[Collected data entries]
//! Recording metadata: requested time ranges and discovered segment descriptors.
//!
//! Cameras report wall-clock times without an offset, so every timestamp here
//! is a `NaiveDateTime` in camera-local time. User input carrying an explicit
//! offset is normalized by dropping the offset and keeping the wall time.

use chrono::{DateTime, NaiveDate, NaiveDateTime};
use std::fmt;
use std::path::Path;

/// Timestamp format used by the camera search API (`2024-01-01 10:00:00`).
pub const CAMERA_TIME_FORMAT: &str = "%Y-%m-%d %H:%M:%S";

/// Compact timestamp used in staging and output file names.
pub const FILE_STAMP_FORMAT: &str = "%Y%m%d_%H%M%S";

/// Invalid time range input.
#[derive(Debug, thiserror::Error, PartialEq, Eq)]
pub enum TimeRangeError {
    #[error("invalid timestamp {0:?}: expected ISO 8601 (e.g. 2024-01-01T10:00:00)")]
    Unparsable(String),
    #[error("start {start} must be before end {end}")]
    Empty {
        start: NaiveDateTime,
        end: NaiveDateTime,
    },
}

/// Half-open search window `[start, end]` in camera-local time. Always `start < end`.
#[derive(Debug, Clone, Copy, PartialEq, Eq)]
pub struct TimeRange {
    start: NaiveDateTime,
    end: NaiveDateTime,
}

impl TimeRange {
    pub fn new(start: NaiveDateTime, end: NaiveDateTime) -> Result<Self, TimeRangeError> {
        if start >= end {
            return Err(TimeRangeError::Empty { start, end });
        }
        Ok(Self { start, end })
    }

    /// Parse both ends from ISO 8601 strings (see [`parse_timestamp`]).
    pub fn parse(start: &str, end: &str) -> Result<Self, TimeRangeError> {
        Self::new(parse_timestamp(start)?, parse_timestamp(end)?)
    }

    pub fn start(&self) -> NaiveDateTime {
        self.start
    }

    pub fn end(&self) -> NaiveDateTime {
        self.end
    }

    /// Both ends formatted for the camera search API.
    pub fn to_camera_format(&self) -> (String, String) {
        (
            self.start.format(CAMERA_TIME_FORMAT).to_string(),
            self.end.format(CAMERA_TIME_FORMAT).to_string(),
        )
    }
}

/// Parse an ISO 8601 timestamp. Accepts RFC 3339 with an offset (the offset is
/// dropped), `T` or space separated date-times with optional fractional
/// seconds, and bare dates (midnight).
pub fn parse_timestamp(input: &str) -> Result<NaiveDateTime, TimeRangeError> {
    let s = input.trim();
    if let Ok(dt) = DateTime::parse_from_rfc3339(s) {
        return Ok(dt.naive_local());
    }
    for fmt in [
        "%Y-%m-%dT%H:%M:%S%.f",
        "%Y-%m-%d %H:%M:%S%.f",
        "%Y-%m-%dT%H:%M",
        "%Y-%m-%d %H:%M",
    ] {
        if let Ok(dt) = NaiveDateTime::parse_from_str(s, fmt) {
            return Ok(dt);
        }
    }
    if let Ok(date) = NaiveDate::parse_from_str(s, "%Y-%m-%d") {
        if let Some(dt) = date.and_hms_opt(0, 0, 0) {
            return Ok(dt);
        }
    }
    Err(TimeRangeError::Unparsable(input.to_string()))
}

/// What a discovered file contains. Only `Video` is downloaded.
#[derive(Debug, Clone, Copy, PartialEq, Eq)]
pub enum RecordingKind {
    Video,
    Snapshot,
    Other,
}

impl RecordingKind {
    /// Classify from the camera's `Type` field, falling back to the path extension.
    pub fn classify(type_tag: Option<&str>, remote_path: &str) -> Self {
        let by_tag = type_tag.map(|t| t.trim().to_ascii_lowercase());
        match by_tag.as_deref() {
            Some("dav") | Some("mp4") => return RecordingKind::Video,
            Some("jpg") | Some("jpeg") => return RecordingKind::Snapshot,
            _ => {}
        }
        let ext = Path::new(remote_path)
            .extension()
            .and_then(|e| e.to_str())
            .map(|e| e.to_ascii_lowercase());
        match ext.as_deref() {
            Some("mp4") | Some("dav") => RecordingKind::Video,
            Some("jpg") | Some("jpeg") => RecordingKind::Snapshot,
            _ => RecordingKind::Other,
        }
    }
}

/// One recording segment as reported by the camera. Immutable once built.
#[derive(Debug, Clone, PartialEq, Eq)]
pub struct RecordingDescriptor {
    pub start: NaiveDateTime,
    pub end: NaiveDateTime,
    pub channel: u32,
    /// Camera-side path, passed back verbatim to the file endpoint.
    pub remote_path: String,
    pub kind: RecordingKind,
}

impl RecordingDescriptor {
    /// Returns `None` when `end < start`.
    pub fn new(
        start: NaiveDateTime,
        end: NaiveDateTime,
        channel: u32,
        remote_path: impl Into<String>,
        kind: RecordingKind,
    ) -> Option<Self> {
        if end < start {
            return None;
        }
        Some(Self {
            start,
            end,
            channel,
            remote_path: remote_path.into(),
            kind,
        })
    }

    pub fn is_video(&self) -> bool {
        self.kind == RecordingKind::Video
    }

    /// True if `[start, end]` overlaps the range (touching endpoints count).
    pub fn intersects(&self, range: &TimeRange) -> bool {
        self.end >= range.start() && self.start <= range.end()
    }

    /// Staging file name, unique per discovery index:
    /// `recording_0003_20240101_100500.mp4`.
    pub fn staging_file_name(&self, index: usize) -> String {
        let ext = Path::new(&self.remote_path)
            .extension()
            .and_then(|e| e.to_str())
            .filter(|e| !e.is_empty() && e.chars().all(|c| c.is_ascii_alphanumeric()))
            .unwrap_or("mp4");
        format!(
            "recording_{:04}_{}.{}",
            index,
            self.start.format(FILE_STAMP_FORMAT),
            ext
        )
    }
}

impl fmt::Display for RecordingDescriptor {
    fn fmt(&self, f: &mut fmt::Formatter<'_>) -> fmt::Result {
        write!(
            f,
            "{} - {} ({})",
            self.start.format(CAMERA_TIME_FORMAT),
            self.end.format(CAMERA_TIME_FORMAT),
            self.remote_path
        )
    }
}

/// Stable sort by start time; equal starts keep discovery order.
pub fn sort_chronologically(descriptors: &mut [RecordingDescriptor]) {
    descriptors.sort_by_key(|d| d.start);
}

→ TASK DESCRIPTION: What is needed is an exact copy of every entry.

→ RESPONSE FOR THIS EXERCISE:
//! Recording metadata: requested time ranges and discovered segment descriptors.
//!
//! Cameras report wall-clock times without an offset, so every timestamp here
//! is a `NaiveDateTime` in camera-local time. User input carrying an explicit
//! offset is normalized by dropping the offset and keeping the wall time.

use chrono::{DateTime, NaiveDate, NaiveDateTime};
use std::fmt;
use std::path::Path;

/// Timestamp format used by the camera search API (`2024-01-01 10:00:00`).
pub const CAMERA_TIME_FORMAT: &str = "%Y-%m-%d %H:%M:%S";

/// Compact timestamp used in staging and output file names.
pub const FILE_STAMP_FORMAT: &str = "%Y%m%d_%H%M%S";

/// Invalid time range input.
#[derive(Debug, thiserror::Error, PartialEq, Eq)]
pub enum TimeRangeError {
    #[error("invalid timestamp {0:?}: expected ISO 8601 (e.g. 2024-01-01T10:00:00)")]
    Unparsable(String),
    #[error("start {start} must be before end {end}")]
    Empty {
        start: NaiveDateTime,
        end: NaiveDateTime,
    },
}

/// Half-open search window `[start, end]` in camera-local time. Always `start < end`.
#[derive(Debug, Clone, Copy, PartialEq, Eq)]
pub struct TimeRange {
    start: NaiveDateTime,
    end: NaiveDateTime,
}

impl TimeRange {
    pub fn new(start: NaiveDateTime, end: NaiveDateTime) -> Result<Self, TimeRangeError> {
        if start >= end {
            return Err(TimeRangeError::Empty { start, end });
        }
        Ok(Self { start, end })
    }

    /// Parse both ends from ISO 8601 strings (see [`parse_timestamp`]).
    pub fn parse(start: &str, end: &str) -> Result<Self, TimeRangeError> {
        Self::new(parse_timestamp(start)?, parse_timestamp(end)?)
    }

    pub fn start(&self) -> NaiveDateTime {
        self.start
    }

    pub fn end(&self) -> NaiveDateTime {
        self.end
    }

    /// Both ends formatted for the camera search API.
    pub fn to_camera_format(&self) -> (String, String) {
        (
            self.start.format(CAMERA_TIME_FORMAT).to_string(),
            self.end.format(CAMERA_TIME_FORMAT).to_string(),
        )
    }
}

/// Parse an ISO 8601 timestamp. Accepts RFC 3339 with an offset (the offset is
/// dropped), `T` or space separated date-times with optional fractional
/// seconds, and bare dates (midnight).
pub fn parse_timestamp(input: &str) -> Result<NaiveDateTime, TimeRangeError> {
    let s = input.trim();
    if let Ok(dt) = DateTime::parse_from_rfc3339(s) {
        return Ok(dt.naive_local());
    }
    for fmt in [
        "%Y-%m-%dT%H:%M:%S%.f",
        "%Y-%m-%d %H:%M:%S%.f",
        "%Y-%m-%dT%H:%M",
        "%Y-%m-%d %H:%M",
    ] {
        if let Ok(dt) = NaiveDateTime::parse_from_str(s, fmt) {
            return Ok(dt);
        }
    }
    if let Ok(date) = NaiveDate::parse_from_str(s, "%Y-%m-%d") {
        if let Some(dt) = date.and_hms_opt(0, 0, 0) {
            return Ok(dt);
        }
    }
    Err(TimeRangeError::Unparsable(input.to_string()))
}

/// What a discovered file contains. Only `Video` is downloaded.
#[derive(Debug, Clone, Copy, PartialEq, Eq)]
pub enum RecordingKind {
    Video,
    Snapshot,
    Other,
}

impl RecordingKind {
    /// Classify from the camera's `Type` field, falling back to the path extension.
    pub fn classify(type_tag: Option<&str>, remote_path: &str) -> Self {
        let by_tag = type_tag.map(|t| t.trim().to_ascii_lowercase());
        match by_tag.as_deref() {
            Some("dav") | Some("mp4") => return RecordingKind::Video,
            Some("jpg") | Some("jpeg") => return RecordingKind::Snapshot,
            _ => {}
        }
        let ext = Path::new(remote_path)
            .extension()
            .and_then(|e| e.to_str())
            .map(|e| e.to_ascii_lowercase());
        match ext.as_deref() {
            Some("mp4") | Some("dav") => RecordingKind::Video,
            Some("jpg") | Some("jpeg") => RecordingKind::Snapshot,
            _ => RecordingKind::Other,
        }
    }
}

/// One recording segment as reported by the camera. Immutable once built.
#[derive(Debug, Clone, PartialEq, Eq)]
pub struct RecordingDescriptor {
    pub start: NaiveDateTime,
    pub end: NaiveDateTime,
    pub channel: u32,
    /// Camera-side path, passed back verbatim to the file endpoint.
    pub remote_path: String,
    pub kind: RecordingKind,
}

impl RecordingDescriptor {
    /// Returns `None` when `end < start`.
    pub fn new(
        start: NaiveDateTime,
        end: NaiveDateTime,
        channel: u32,
        remote_path: impl Into<String>,
        kind: RecordingKind,
    ) -> Option<Self> {
        if end < start {
            return None;
        }
        Some(Self {
            start,
            end,
            channel,
            remote_path: remote_path.into(),
            kind,
        })
    }

    pub fn is_video(&self) -> bool {
        self.kind == RecordingKind::Video
    }

    /// True if `[start, end]` overlaps the range (touching endpoints count).
    pub fn intersects(&self, range: &TimeRange) -> bool {
        self.end >= range.start() && self.start <= range.end()
    }

    /// Staging file name, unique per discovery index:
    /// `recording_0003_20240101_100500.mp4`.
    pub fn staging_file_name(&self, index: usize) -> String {
        let ext = Path::new(&self.remote_path)
            .extension()
            .and_then(|e| e.to_str())
            .filter(|e| !e.is_empty() && e.chars().all(|c| c.is_ascii_alphanumeric()))
            .unwrap_or("mp4");
        format!(
            "recording_{:04}_{}.{}",
            index,
            self.start.format(FILE_STAMP_FORMAT),
            ext
        )
    }
}

impl fmt::Display for RecordingDescriptor {
    fn fmt(&self, f: &mut fmt::Formatter<'_>) -> fmt::Result {
        write!(
            f,
            "{} - {} ({})",
            self.start.format(CAMERA_TIME_FORMAT),
            self.end.format(CAMERA_TIME_FORMAT),
            self.remote_path
        )
    }
}

/// Stable sort by start time; equal starts keep discovery order.
pub fn sort_chronologically(descriptors: &mut [RecordingDescriptor]) {
    descriptors.sort_by_key(|d| d.start);
}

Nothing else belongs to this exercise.